When I read these out to P & N, they both start making excited sounds and I join in because yeah, we all really loved this episode!!
N: This is when Dean nearly died saving kids, too. P&I: Is it? N: Yeah, at the beginning, when he got electrocuted! Another point for Dean is good with kids! P: A good boy!!
This is the episode where Dean’s life is saved when it’s traded for the life of the gay man.  Me: So, like, Dean was given his heart! P&N: Ohhhhhhhhh. N: Aw, Dean has a queer heart. Me: I mean, we knew that already.  N: Yes, but it’s surprisingly literal and I love it.
N says, “I think every time Dean tries to problem solve in an episode, there’s probably a simpler solution.” When he was in the tent trying to stop the faith healing from happening, he yells, fire, but he could have like ACTUALLY started a fire, which would have stopped the lady from hanging around and trying to continue killing the guy. Or he could have faked a heart attack, which might have made people doubt the whole faith healing thing. 
P&N disagree with me on this, but I personally think the subtext of the villain in this episode trying to kill Dean when she realises he’s trying to stop her is that it’s because he’s queer. She doesn’t try to kill Sam, even when he’s trying to stop her just as much - she locks him in a basement and tries to reason with him about why his brother is an abomination. (Ofc I do tend to think Sam is queer too, but maybe she hasn’t figured that out). 
I generally loved the lady who had a brain tumour in this episode. It was really powerful to set her up as, like, complicating the narrative of “We have to stop these healings from happening”. It’s not wrong but she kind of shows why it’s not that simple, there’s always a cost even to doing the right thing. She also feels like one of the first ladies Dean actually had a real connection with, their - maybe romance? maybe friendship? whatever it was - really worked for me. 
N says they loved how the reaper was super keen to kill the lady who’d been controlling him. “I mean, I would be too. I don’t wanna go around murdering queer people!” P agrees. “Right? I love queer people.” I would definitely rather murder homophobes instead. 
1x13 - Route 666
Notes to self: “Cassie, Racist Truck”
P: Oh! I loved Cassie!  N & I agree. Cassie was great. 
I actually did start making notes from this episode while we watched but I never finished them. Here’s what I had: --Dean says he was called by a friend who really wouldn't have called if it wasn't urgent. Me: "That sounds like an ex" --It's Cassie! I'm excited to meet her! --P, N & I agree Cassie is a babe and we're excited to see how Dean fucked this up
N says, “It might have been me reading too much into it but I actually thought this episode was a pretty solid commentary on race.” 

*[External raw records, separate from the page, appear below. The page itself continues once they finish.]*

use std::sync::Arc;

use axum::{
    extract::{Path, State},
    http::StatusCode,
    response::{IntoResponse, Response},
    routing::{get, post},
    Router,
};
use chrono::NaiveDate;
use serde::Deserialize;
use serde_json::json;

use super::domain::{ContractDraft, ContractId};
use super::repository::{ContractRepository, NotificationSender, RepositoryError};
use super::service::{ContractService, ContractServiceError};

/// Router builder exposing the contract CRUD endpoints plus the two batch
/// job triggers used by the scheduler.
pub fn contract_router<R, S>(service: Arc<ContractService<R, S>>) -> Router
where
    R: ContractRepository + 'static,
    S: NotificationSender + 'static,
{
    Router::new()
        .route(
            "/api/v1/contracts",
            get(list_handler::<R, S>).post(create_handler::<R, S>),
        )
        .route(
            "/api/v1/contracts/:contract_id",
            get(get_handler::<R, S>)
                .put(update_handler::<R, S>)
                .delete(delete_handler::<R, S>),
        )
        .route(
            "/api/v1/contracts/:contract_id/history",
            get(history_handler::<R, S>),
        )
        .route(
            "/api/v1/contracts/jobs/notifications",
            post(notifications_job_handler::<R, S>),
        )
        .route(
            "/api/v1/contracts/jobs/renewals",
            post(renewals_job_handler::<R, S>),
        )
        .with_state(service)
}

/// Optional evaluation-date override for the batch job endpoints; defaults
/// to the service clock. Cron triggers post without a body, so the whole
/// payload is optional at the route.
#[derive(Debug, Default, Deserialize)]
pub(crate) struct JobRequest {
    pub(crate) today: Option<NaiveDate>,
}

fn error_response(error: ContractServiceError) -> Response {
    let status = match &error {
        ContractServiceError::Validation(_) => StatusCode::UNPROCESSABLE_ENTITY,
        ContractServiceError::Repository(RepositoryError::NotFound) => StatusCode::NOT_FOUND,
        ContractServiceError::Repository(RepositoryError::Conflict) => StatusCode::CONFLICT,
        _ => StatusCode::INTERNAL_SERVER_ERROR,
    };
    let payload = json!({ "error": error.to_string() });
    (status, axum::Json(payload)).into_response()
}

pub(crate) async fn list_handler<R, S>(
    State(service): State<Arc<ContractService<R, S>>>,
) -> Response
where
    R: ContractRepository + 'static,
    S: NotificationSender + 'static,
{
    match service.list() {
        Ok(contracts) => (StatusCode::OK, axum::Json(contracts)).into_response(),
        Err(error) => error_response(error),
    }
}

pub(crate) async fn create_handler<R, S>(
    State(service): State<Arc<ContractService<R, S>>>,
    axum::Json(draft): axum::Json<ContractDraft>,
) -> Response
where
    R: ContractRepository + 'static,
    S: NotificationSender + 'static,
{
    match service.create(draft, None) {
        Ok(contract) => (StatusCode::CREATED, axum::Json(contract)).into_response(),
        Err(error) => error_response(error),
    }
}

pub(crate) async fn get_handler<R, S>(
    State(service): State<Arc<ContractService<R, S>>>,
    Path(contract_id): Path<String>,
) -> Response
where
    R: ContractRepository + 'static,
    S: NotificationSender + 'static,
{
    match service.get(&ContractId(contract_id)) {
        Ok(contract) => (StatusCode::OK, axum::Json(contract)).into_response(),
        Err(error) => error_response(error),
    }
}

pub(crate) async fn update_handler<R, S>(
    State(service): State<Arc<ContractService<R, S>>>,
    Path(contract_id): Path<String>,
    axum::Json(draft): axum::Json<ContractDraft>,
) -> Response
where
    R: ContractRepository + 'static,
    S: NotificationSender + 'static,
{
    match service.update(&ContractId(contract_id), draft, None) {
        Ok(contract) => (StatusCode::OK, axum::Json(contract)).into_response(),
        Err(error) => error_response(error),
    }
}

pub(crate) async fn delete_handler<R, S>(
    State(service): State<Arc<ContractService<R, S>>>,
    Path(contract_id): Path<String>,
) -> Response
where
    R: ContractRepository + 'static,
    S: NotificationSender + 'static,
{
    match service.delete(&ContractId(contract_id), None) {
        Ok(()) => StatusCode::NO_CONTENT.into_response(),
        Err(error) => error_response(error),
    }
}

pub(crate) async fn history_handler<R, S>(
    State(service): State<Arc<ContractService<R, S>>>,
    Path(contract_id): Path<String>,
) -> Response
where
    R: ContractRepository + 'static,
    S: NotificationSender + 'static,
{
    match service.history(&ContractId(contract_id)) {
        Ok(entries) => (StatusCode::OK, axum::Json(entries)).into_response(),
        Err(error) => error_response(error),
    }
}

pub(crate) async fn notifications_job_handler<R, S>(
    State(service): State<Arc<ContractService<R, S>>>,
    request: Option<axum::Json<JobRequest>>,
) -> Response
where
    R: ContractRepository + 'static,
    S: NotificationSender + 'static,
{
    let today = request.and_then(|axum::Json(request)| request.today);
    let report = service.run_notifications(today);
    (StatusCode::OK, axum::Json(report)).into_response()
}

pub(crate) async fn renewals_job_handler<R, S>(
    State(service): State<Arc<ContractService<R, S>>>,
    request: Option<axum::Json<JobRequest>>,
) -> Response
where
    R: ContractRepository + 'static,
    S: NotificationSender + 'static,
{
    let today = request.and_then(|axum::Json(request)| request.today);
    let report = service.run_renewals(today);
    (StatusCode::OK, axum::Json(report)).into_response()
}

N: I really thought that, despite the entirety of supernatural handling race about as well as a greased football, this episode had a solid multiple-layer analogy for the way racism, historically and currently, expresses itself across communities and generations. the analogy goes as far as making it clear that the instigating incident that prompts the angry, racist resurgence is done by a white dude, but that he is shielded from the initial backlash and consequences while the revived racism starts out targeting tangentially-related black people instead--something that definitely happens irl. It also makes it clear that a) racism is something you have to actively examine and purge, sometimes multiple times, b) it is not over even when the racists are dead and its spectre lurks amongst our communities and, most importantly, c) respectability politics are junk and sometimes you have to help cover up a racist’s murder
P says that they love that the white dude was a cop but, like, actually a good cop. Again, because of the covering up racist murder. 
I’d like to emphasise that I loved the way that Dean and Cassie’s relationship was portrayed. It turned out it was actually not entirely Dean’s fault that this fell apart. I mean, I personally think he should have lied to her until he was able to come back and then told her the truth, so she wouldn’t think he was coming up with a bizarro lie to leave her, but also like... He was trying to be honest, he wanted to really connect with her, and I have a lot of feelings about that. 
I’m sad that Dean and Cassie aren’t going to work out in the long run but I understand why. Would have been cool to see her again, though.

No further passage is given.